Для того чтобы понять, как происходила адаптация к новым условиям и почему она оказалась успешной, мы рассмотрим основные экономические индикаторы «Левада-центра», многие из которых позволяют поместить сегодняшние настроения в контекст измерений за последние 25–30 лет. Без учета этой длительной перспективы было бы гораздо труднее объяснить сегодняшний социально-экономический оптимизм широких слоев населения, который является важным условием высокой поддержки режима и СВО.
Адаптация на личном уровне: жизнь устраивает
Начнем с оценок личной ситуации, которые показывают наибольшую устойчивость к внешним шокам. После того, как были пройдены трудные годы фундаментальных трансформаций от плановой экономики к рыночным отношениям, оценки личной ситуации почти всегда показывали осторожный оптимизм.
Так, на всем протяжении 1990-х наших респондентов не устраивала жизнь, которую они вели (пиковые значения — 66% — наблюдались в начале 1992-го и в конце 1998-го). Но сразу после кризиса-1998 количество недовольных начало плавно снижаться и к началу 2014 года достигло минимума в 15%. Параллельно с этим росло число тех, кого «жизнь устраивает». Положительные ответы начинают преобладать со второй половины нулевых, за исключением послекризисных 2009-го и 2015–2016 годов. С конца 2017 года удовлетворенность жизнью преобладает.
При всех трудностях посткоммунистической трансформации жизнь оценивалась как сложная, но терпимая даже в 1990-е — больше половины респондентов говорили тогда, что «жить трудно, но можно терпеть», но при этом еще треть опрошенных отвечали, что «терпеть бедственное положение уже невозможно». В 1998 году эти ответы меняются местами — жизнь становится невыносимо сложной для большей части населения (до 60%), но уже в 1999 году ситуация стабилизируется. Негативные оценки начинают снижаться и с начала нулевых вплоть до 2019 года преобладают ответы «можно терпеть», после чего начинают доминировать позитивные оценки.
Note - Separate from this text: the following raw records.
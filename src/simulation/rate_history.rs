//! Synthetic FX rate histories.
//!
//! Generates geometric random-walk rate sheets for exercising the VaR
//! pipeline when no historical data is at hand.

use crate::core::currency::CurrencyCode;
use crate::risk::error::VarError;
use crate::risk::rate_table::{FxRateTable, RateRow};
use chrono::{Datelike, Duration, NaiveDate, Weekday};
use rand::rngs::StdRng;
use rand::SeedableRng;
use rand_distr::{Distribution, Normal};

/// Configuration for generating a random rate history.
#[derive(Debug, Clone)]
pub struct RateHistoryConfig {
    /// Currencies to generate, one column each.
    pub currencies: Vec<CurrencyCode>,
    /// Number of business days (rows).
    pub days: usize,
    /// First date; rolled forward to a weekday if needed.
    pub start_date: NaiveDate,
    /// Rate on the first day for every currency.
    pub initial_rate: f64,
    /// Standard deviation of daily log-returns.
    pub daily_volatility: f64,
    /// Fixed seed for reproducible output; `None` draws from entropy.
    pub seed: Option<u64>,
}

impl Default for RateHistoryConfig {
    fn default() -> Self {
        Self {
            currencies: vec![CurrencyCode::new("CCY1"), CurrencyCode::new("CCY2")],
            days: 260,
            start_date: NaiveDate::from_ymd_opt(2023, 1, 2).unwrap_or_default(),
            initial_rate: 1.0,
            daily_volatility: 0.006,
            seed: None,
        }
    }
}

fn is_weekend(date: NaiveDate) -> bool {
    matches!(date.weekday(), Weekday::Sat | Weekday::Sun)
}

fn next_business_day(mut date: NaiveDate) -> NaiveDate {
    while is_weekend(date) {
        date += Duration::days(1);
    }
    date
}

/// Generate a random rate history.
///
/// # Errors
///
/// [`VarError::InvalidConfig`] for fewer than 2 days, no currencies, or a
/// non-positive initial rate or negative volatility.
pub fn generate_rate_history(config: &RateHistoryConfig) -> Result<FxRateTable, VarError> {
    if config.days < 2 {
        return Err(VarError::InvalidConfig {
            message: format!("at least 2 days are needed, got {}", config.days),
        });
    }
    if !config.initial_rate.is_finite() || config.initial_rate <= 0.0 {
        return Err(VarError::InvalidConfig {
            message: format!("initial rate must be positive, got {}", config.initial_rate),
        });
    }
    let normal = Normal::new(0.0, config.daily_volatility).map_err(|e| VarError::InvalidConfig {
        message: format!("invalid daily volatility {}: {e}", config.daily_volatility),
    })?;
    if config.currencies.is_empty() {
        return Err(VarError::InvalidConfig {
            message: "no currencies to generate".to_string(),
        });
    }

    let mut rng = match config.seed {
        Some(seed) => StdRng::seed_from_u64(seed),
        None => StdRng::from_entropy(),
    };

    let mut rates = vec![config.initial_rate; config.currencies.len()];
    let mut date = next_business_day(config.start_date);
    let mut rows = Vec::with_capacity(config.days);

    for i in 0..config.days {
        if i > 0 {
            date = next_business_day(date + Duration::days(1));
            for rate in rates.iter_mut() {
                *rate *= normal.sample(&mut rng).exp();
            }
        }
        rows.push(RateRow::new(date, rates.clone()));
    }

    FxRateTable::new(config.currencies.clone(), rows)
}
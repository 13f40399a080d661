use chrono::{Duration, NaiveDate};
use pricing_risk_engine::core::currency::{CurrencyCode, PortfolioSpots};
use pricing_risk_engine::pricing::{price, PricingMode};
use pricing_risk_engine::risk::percentile::percentile;
use pricing_risk_engine::risk::{FxRateTable, PercentileMethod, RateRow, VarCalculator, VarConfig};
use proptest::prelude::*;

/// Spot, strike, rate, volatility, time to expiry.
fn arb_option() -> impl Strategy<Value = (f64, f64, f64, f64, f64)> {
    (
        1.0f64..1000.0,
        1.0f64..1000.0,
        -0.02f64..0.15,
        0.05f64..1.0,
        0.01f64..5.0,
    )
}

fn arb_method() -> impl Strategy<Value = PercentileMethod> {
    prop::sample::select(vec![
        PercentileMethod::NearestRank,
        PercentileMethod::Inclusive,
        PercentileMethod::Exclusive,
    ])
}

/// A rate sheet of 1..=3 currencies over 2..80 days, with matching spots.
fn arb_portfolio() -> impl Strategy<Value = (FxRateTable, PortfolioSpots)> {
    (1usize..=3, 2usize..80).prop_flat_map(|(width, days)| {
        (
            prop::collection::vec(prop::collection::vec(0.5f64..2.0, width), days),
            prop::collection::vec(1.0f64..1_000_000.0, width),
        )
            .prop_map(move |(history, exposures)| {
                let start = NaiveDate::from_ymd_opt(2020, 1, 1).unwrap();
                let currencies: Vec<CurrencyCode> = (0..width)
                    .map(|c| CurrencyCode::new(format!("CCY{}", c + 1)))
                    .collect();
                let rows = history
                    .into_iter()
                    .enumerate()
                    .map(|(i, rates)| RateRow::new(start + Duration::days(i as i64), rates))
                    .collect();
                let table = FxRateTable::new(currencies.clone(), rows).unwrap();
                let spots = PortfolioSpots::from_pairs(currencies.into_iter().zip(exposures)).unwrap();
                (table, spots)
            })
    })
}

proptest! {
    // ===================================================================
    // No-arbitrage lower bounds.
    //
    // call >= max(0, S - K e^(-rT)) and put >= max(0, K e^(-rT) - S).
    // ===================================================================
    #[test]
    fn prices_respect_lower_bounds((s, k, r, v, t) in arb_option()) {
        for mode in [PricingMode::Spot, PricingMode::Forward] {
            let res = price(s, k, r, v, t, mode).unwrap();
            let pv_strike = k * (-r * t).exp();
            let tol = 1e-9 * s.max(k);
            prop_assert!(res.call >= (s - pv_strike).max(0.0) - tol,
                "call {} below bound {}", res.call, s - pv_strike);
            prop_assert!(res.put >= (pv_strike - s).max(0.0) - tol,
                "put {} below bound {}", res.put, pv_strike - s);
            prop_assert!(res.call >= 0.0 && res.put >= 0.0);
        }
    }

    // ===================================================================
    // Put-call parity: C - P = S - K e^(-rT).
    // ===================================================================
    #[test]
    fn put_call_parity_holds((s, k, r, v, t) in arb_option()) {
        for mode in [PricingMode::Spot, PricingMode::Forward] {
            let res = price(s, k, r, v, t, mode).unwrap();
            let parity = s - k * (-r * t).exp();
            prop_assert!((res.call - res.put - parity).abs() < 1e-6,
                "parity gap {} in {} mode", res.call - res.put - parity, mode);
        }
    }

    // ===================================================================
    // Spot and forward formulations agree.
    // ===================================================================
    #[test]
    fn spot_and_forward_modes_agree((s, k, r, v, t) in arb_option()) {
        let spot = price(s, k, r, v, t, PricingMode::Spot).unwrap();
        let fwd = price(s, k, r, v, t, PricingMode::Forward).unwrap();
        prop_assert!((spot.call - fwd.call).abs() < 1e-6);
        prop_assert!((spot.put - fwd.put).abs() < 1e-6);
    }

    // ===================================================================
    // Vanishing volatility: a deep in-the-money call tends to its
    // discounted intrinsic value.
    // ===================================================================
    #[test]
    fn low_vol_itm_call_tends_to_intrinsic(
        k in 10.0f64..500.0,
        r in 0.0f64..0.1,
        t in 0.1f64..3.0,
    ) {
        let s = 2.0 * k;
        let res = price(s, k, r, 1e-6, t, PricingMode::Spot).unwrap();
        let intrinsic = s - k * (-r * t).exp();
        prop_assert!((res.call - intrinsic).abs() < 1e-8 * s);
    }

    // ===================================================================
    // Unreachable strike: the call is worthless.
    // ===================================================================
    #[test]
    fn far_strike_call_tends_to_zero(
        s in 1.0f64..500.0,
        v in 0.05f64..0.5,
        t in 0.1f64..2.0,
    ) {
        let res = price(s, s * 1e6, 0.05, v, t, PricingMode::Forward).unwrap();
        prop_assert!(res.call < 1e-10);
    }

    // ===================================================================
    // VaR is a non-negative loss magnitude.
    // ===================================================================
    #[test]
    fn var_is_non_negative((table, spots) in arb_portfolio(), method in arb_method()) {
        let config = VarConfig { percentile: method, ..Default::default() };
        let calc = VarCalculator::new(table, spots, config).unwrap();
        let result = calc.compute_one_day_var();
        prop_assert!(result.var >= 0.0);
        prop_assert_eq!(result.var, (-result.percentile_pnl).max(0.0));
        prop_assert_eq!(result.observations, calc.table().len() - 1);
    }

    // ===================================================================
    // Total P&L is the sum of per-currency P&L, scenario by scenario.
    // ===================================================================
    #[test]
    fn total_pnl_sums_currencies((table, spots) in arb_portfolio()) {
        let calc = VarCalculator::new(table, spots, VarConfig::default()).unwrap();
        for (row, total) in calc.pnl().iter().zip(calc.total_pnl()) {
            let sum: f64 = row.iter().sum();
            prop_assert!((sum - total).abs() <= 1e-9 * sum.abs().max(1.0));
        }
    }

    // ===================================================================
    // Round trip: the exported total-P&L column, re-sorted, gives the
    // same percentile as the calculator.
    // ===================================================================
    #[test]
    fn exported_totals_reproduce_var((table, spots) in arb_portfolio(), method in arb_method()) {
        let config = VarConfig { percentile: method, ..Default::default() };
        let calc = VarCalculator::new(table, spots, config).unwrap();
        let mut buf = Vec::new();
        calc.write_working_table(&mut buf).unwrap();

        let mut reader = csv::Reader::from_reader(buf.as_slice());
        let idx = reader.headers().unwrap().iter().position(|h| h == "total_pnl").unwrap();
        let totals: Vec<f64> = reader
            .records()
            .filter_map(|r| r.ok())
            .filter_map(|r| r.get(idx).and_then(|v| v.parse().ok()))
            .collect();

        let result = calc.compute_one_day_var();
        prop_assert_eq!(totals.len(), result.observations);
        prop_assert_eq!(percentile(&totals, 1.0 - result.confidence, method), result.percentile_pnl);
    }

    // ===================================================================
    // The nearest-rank percentile is always an actual scenario.
    // ===================================================================
    #[test]
    fn nearest_rank_picks_an_observation((table, spots) in arb_portfolio()) {
        let calc = VarCalculator::new(table, spots, VarConfig::default()).unwrap();
        let result = calc.compute_one_day_var();
        prop_assert!(calc.total_pnl().contains(&result.percentile_pnl));
    }
}
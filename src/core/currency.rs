use serde::{Deserialize, Serialize};
use std::collections::BTreeMap;
use std::fmt;
use std::path::Path;
use thiserror::Error;

/// ISO 4217-style currency code.
///
/// Identifies one column of the historical FX-rate sheet and one
/// exposure in the portfolio. Codes are free-form, so sheet headers such
/// as `CCY1` work as well as `USD` or `BRL`.
///
/// # Examples
///
/// ```
/// use pricing_risk_engine::core::currency::CurrencyCode;
///
/// let usd = CurrencyCode::new("USD");
/// let brl = CurrencyCode::new("BRL");
/// assert_ne!(usd, brl);
/// ```
#[derive(Debug, Clone, PartialEq, Eq, Hash, PartialOrd, Ord, Serialize, Deserialize)]
#[serde(transparent)]
pub struct CurrencyCode(String);

impl CurrencyCode {
    pub fn new(code: impl Into<String>) -> Self {
        Self(code.into())
    }

    pub fn as_str(&self) -> &str {
        &self.0
    }
}

impl fmt::Display for CurrencyCode {
    fn fmt(&self, f: &mut fmt::Formatter<'_>) -> fmt::Result {
        write!(f, "{}", self.0)
    }
}

impl From<&str> for CurrencyCode {
    fn from(s: &str) -> Self {
        Self::new(s)
    }
}

/// Errors arising while building a set of portfolio spots.
#[derive(Debug, Error)]
pub enum SpotsError {
    #[error("spot for {currency} must be positive and finite, got {value}")]
    InvalidSpot { currency: CurrencyCode, value: f64 },
    #[error("invalid spot assignment '{0}', expected CCY=VALUE")]
    Malformed(String),
    #[error("failed to read spots file '{path}': {source}")]
    Io {
        path: String,
        #[source]
        source: std::io::Error,
    },
    #[error("failed to parse spots file: {0}")]
    Json(#[from] serde_json::Error),
}

/// Current spot exposure per currency.
///
/// Each value is the present mark-to-market amount held in that currency.
/// The historical simulation revalues it under every past 1-day move.
///
/// # Examples
///
/// ```
/// use pricing_risk_engine::core::currency::{CurrencyCode, PortfolioSpots};
///
/// let spots = PortfolioSpots::from_pairs([("CCY1", 153084.81), ("CCY2", 95891.51)]).unwrap();
/// assert_eq!(spots.get(&CurrencyCode::new("CCY2")), Some(95891.51));
/// assert_eq!(spots.len(), 2);
/// ```
#[derive(Debug, Clone, Default, PartialEq, Serialize, Deserialize)]
#[serde(transparent)]
pub struct PortfolioSpots {
    spots: BTreeMap<CurrencyCode, f64>,
}

/// JSON schema for a spots file.
#[derive(Deserialize)]
struct SpotsFile {
    spots: BTreeMap<CurrencyCode, f64>,
}

impl PortfolioSpots {
    pub fn new() -> Self {
        Self::default()
    }

    /// Build from `(currency, spot)` pairs, validating every value.
    pub fn from_pairs<C, I>(pairs: I) -> Result<Self, SpotsError>
    where
        C: Into<CurrencyCode>,
        I: IntoIterator<Item = (C, f64)>,
    {
        let mut spots = Self::new();
        for (currency, value) in pairs {
            spots.insert(currency.into(), value)?;
        }
        Ok(spots)
    }

    /// Load spots from a JSON file shaped like `{"spots": {"USD": 1000.0}}`.
    pub fn from_json_file(path: impl AsRef<Path>) -> Result<Self, SpotsError> {
        let path = path.as_ref();
        let content = std::fs::read_to_string(path).map_err(|source| SpotsError::Io {
            path: path.display().to_string(),
            source,
        })?;
        Self::from_json_str(&content)
    }

    pub fn from_json_str(content: &str) -> Result<Self, SpotsError> {
        let file: SpotsFile = serde_json::from_str(content)?;
        Self::from_pairs(file.spots)
    }

    /// Set the spot for a currency. Replaces any previous value.
    pub fn insert(&mut self, currency: CurrencyCode, value: f64) -> Result<(), SpotsError> {
        if !value.is_finite() || value <= 0.0 {
            return Err(SpotsError::InvalidSpot { currency, value });
        }
        self.spots.insert(currency, value);
        Ok(())
    }

    /// Parse and apply a `CCY=VALUE` assignment.
    pub fn insert_assignment(&mut self, assignment: &str) -> Result<(), SpotsError> {
        let (code, value) = assignment
            .split_once('=')
            .ok_or_else(|| SpotsError::Malformed(assignment.to_string()))?;
        let code = code.trim();
        let value: f64 = value
            .trim()
            .parse()
            .map_err(|_| SpotsError::Malformed(assignment.to_string()))?;
        if code.is_empty() {
            return Err(SpotsError::Malformed(assignment.to_string()));
        }
        self.insert(CurrencyCode::new(code), value)
    }

    pub fn get(&self, currency: &CurrencyCode) -> Option<f64> {
        self.spots.get(currency).copied()
    }

    pub fn iter(&self) -> impl Iterator<Item = (&CurrencyCode, f64)> {
        self.spots.iter().map(|(c, v)| (c, *v))
    }

    pub fn len(&self) -> usize {
        self.spots.len()
    }

    pub fn is_empty(&self) -> bool {
        self.spots.is_empty()
    }
}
Доля ответов «все не так плохо, и можно жить» начинает увеличиваться сразу после кризиса 1998 года, а первый пик этих ответов (33%) наблюдался в начале 2008 года — перед следующим кризисом. Интересно, что кризис повлиял на эти ответы незначительно — вероятно, потому, что он был скоротечным.
Новое ухудшение приходится на 2015–2016 годы, но радикальных изменений в структуре ответов уже не происходит, и с 2016 года начинается быстрый рост позитивных оценок. Повторимся, что позитивные ответы в структуре оценок жизненной ситуации начинают преобладать уже с 2019 года. Их пик приходится на год перед пандемией, после чего настроения существенно проседают, но уже не уходят в минус, а с 2021 года оптимизм снова нарастает, и этот процесс продолжается до сих пор.
Иными словами, к каждому новому кризису люди подходили более подготовленными, а сегодняшние позитивные оценки личной ситуации — продолжение тренда, начавшегося семь— восемь лет назад. Наверное, можно сказать, что внутри российских семей накоплен определенный резерв устойчивости к внешним шокам и опыт сопротивления трудностям.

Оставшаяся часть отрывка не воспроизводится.